DATA FOR THE TASK:
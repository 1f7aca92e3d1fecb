use thiserror::Error;

use crate::cache::SourceKind;
use crate::document::ElementKey;

/// Top-level error type for the surface decomposition and conversion core.
#[derive(Debug, Error)]
pub enum BimsurfError {
    #[error(transparent)]
    Geometry(#[from] GeometryError),

    #[error(transparent)]
    Kernel(#[from] KernelError),

    #[error(transparent)]
    Document(#[from] DocumentError),

    #[error(transparent)]
    Cache(#[from] CacheError),
}

/// Errors related to geometric computations.
#[derive(Debug, Error)]
pub enum GeometryError {
    #[error("zero-length vector")]
    ZeroVector,

    #[error("degenerate geometry: {0}")]
    Degenerate(String),
}

/// Errors raised by the geometry kernel.
#[derive(Debug, Error)]
pub enum KernelError {
    #[error("unsupported kernel operation: {0}")]
    Unsupported(String),

    #[error("kernel operation failed: {0}")]
    Failed(String),
}

/// Errors related to the shared document and its mutation scopes.
#[derive(Debug, Error)]
pub enum DocumentError {
    #[error("element not found: {0}")]
    ElementNotFound(ElementKey),

    #[error("element already exists: {0}")]
    DuplicateElement(ElementKey),

    #[error("stale handle for element {0}: its mutation scope has ended")]
    StaleHandle(ElementKey),

    #[error("document geometry is out of date; regenerate first")]
    NotRegenerated,

    #[error("geometry of element {element} is unavailable: {reason}")]
    GeometryUnavailable { element: ElementKey, reason: String },

    #[error("elements {0} and {1} are not joined")]
    NotJoined(ElementKey, ElementKey),

    #[error("no mutation scope is open")]
    NoOpenScope,

    #[error("mutation scope mismatch: expected {expected}, found {found}")]
    ScopeMismatch { expected: u64, found: u64 },
}

/// Errors related to conversion cache usage.
#[derive(Debug, Error)]
pub enum CacheError {
    #[error("cache lookup for {kind:?} requires a context discriminator")]
    MissingContext { kind: SourceKind },
}

/// Convenience type alias for results using [`BimsurfError`].
pub type Result<T> = std::result::Result<T, BimsurfError>;
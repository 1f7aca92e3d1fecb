//! Geometry kernel adapter.
//!
//! [`GeometryKernel`] is the seam between the decomposition engine and the
//! solid modeler. [`PrismKernel`] implements it over layered prisms.

mod boolean;
mod face;
mod nest;
mod overlay;
mod solid;
mod split;

pub use boolean::HalfSpace;
pub use face::{CurvedFace, Face, PlanarFace};
pub use overlay::Region;
pub use solid::{Aabb, Lateral, Slab, Solid};

use crate::document::{Document, ElementHandle};
use crate::error::Result;
use crate::geometry::CurveLoop;

/// Solid-modeling operations the decomposition engine relies on.
///
/// Operations that take a [`Solid`] by value consume it; clone first if the
/// original is still needed.
pub trait GeometryKernel {
    /// The regenerated solids of a live element.
    ///
    /// # Errors
    ///
    /// Returns an error if the handle is stale or the document has not been
    /// regenerated since its last edit.
    fn solids(&self, document: &Document, element: ElementHandle) -> Result<Vec<Solid>>;

    /// Computes `a − b`.
    ///
    /// # Errors
    ///
    /// Returns an error if the kernel cannot evaluate the difference.
    fn boolean_difference(&self, a: Solid, b: &Solid) -> Result<Solid>;

    /// Keeps the part of `solid` inside `half_space`.
    ///
    /// # Errors
    ///
    /// Returns an error if the kernel cannot evaluate the intersection.
    fn intersect_half_space(&self, solid: Solid, half_space: &HalfSpace) -> Result<Solid>;

    /// Splits a solid into its maximal connected volumes.
    ///
    /// # Errors
    ///
    /// Returns an error if the solid is invalid.
    fn split_into_maximal_volumes(&self, solid: Solid) -> Result<Vec<Solid>>;

    /// Enumerates the boundary faces of a solid.
    ///
    /// # Errors
    ///
    /// Returns an error if a face boundary is degenerate.
    fn faces(&self, solid: &Solid) -> Result<Vec<Face>>;

    /// Boundary loops of a planar face.
    fn edge_loops(&self, face: &PlanarFace) -> Vec<CurveLoop>;

    /// Groups coplanar loops into `[outer, holes...]` lists.
    fn sort_and_nest_loops(&self, loops: Vec<CurveLoop>) -> Vec<Vec<CurveLoop>>;
}

/// In-process kernel over layered prisms.
#[derive(Debug, Clone, Copy, Default)]
pub struct PrismKernel;

impl GeometryKernel for PrismKernel {
    fn solids(&self, document: &Document, element: ElementHandle) -> Result<Vec<Solid>> {
        document.solids(element)
    }

    fn boolean_difference(&self, a: Solid, b: &Solid) -> Result<Solid> {
        boolean::difference(a, b)
    }

    fn intersect_half_space(&self, solid: Solid, half_space: &HalfSpace) -> Result<Solid> {
        boolean::intersect_half_space(solid, half_space)
    }

    fn split_into_maximal_volumes(&self, solid: Solid) -> Result<Vec<Solid>> {
        split::split_into_volumes(solid)
    }

    fn faces(&self, solid: &Solid) -> Result<Vec<Face>> {
        face::enumerate_faces(solid)
    }

    fn edge_loops(&self, face: &PlanarFace) -> Vec<CurveLoop> {
        face.loops().to_vec()
    }

    fn sort_and_nest_loops(&self, loops: Vec<CurveLoop>) -> Vec<Vec<CurveLoop>> {
        nest::sort_and_nest(loops)
    }
}

/// Computes `a − b` with the prism kernel's own evaluator.
///
/// Used by the document to regenerate element geometry.
pub(crate) fn subtract(a: Solid, b: &Solid) -> Result<Solid> {
    boolean::difference(a, b)
}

TASK: Copy all lines from the data that hold the word "type".

ANSWER SPACE:
/// Top-level error type for the surface decomposition and conversion core.
/// Convenience type alias for results using [`BimsurfError`].
pub type Result<T> = std::result::Result<T, BimsurfError>;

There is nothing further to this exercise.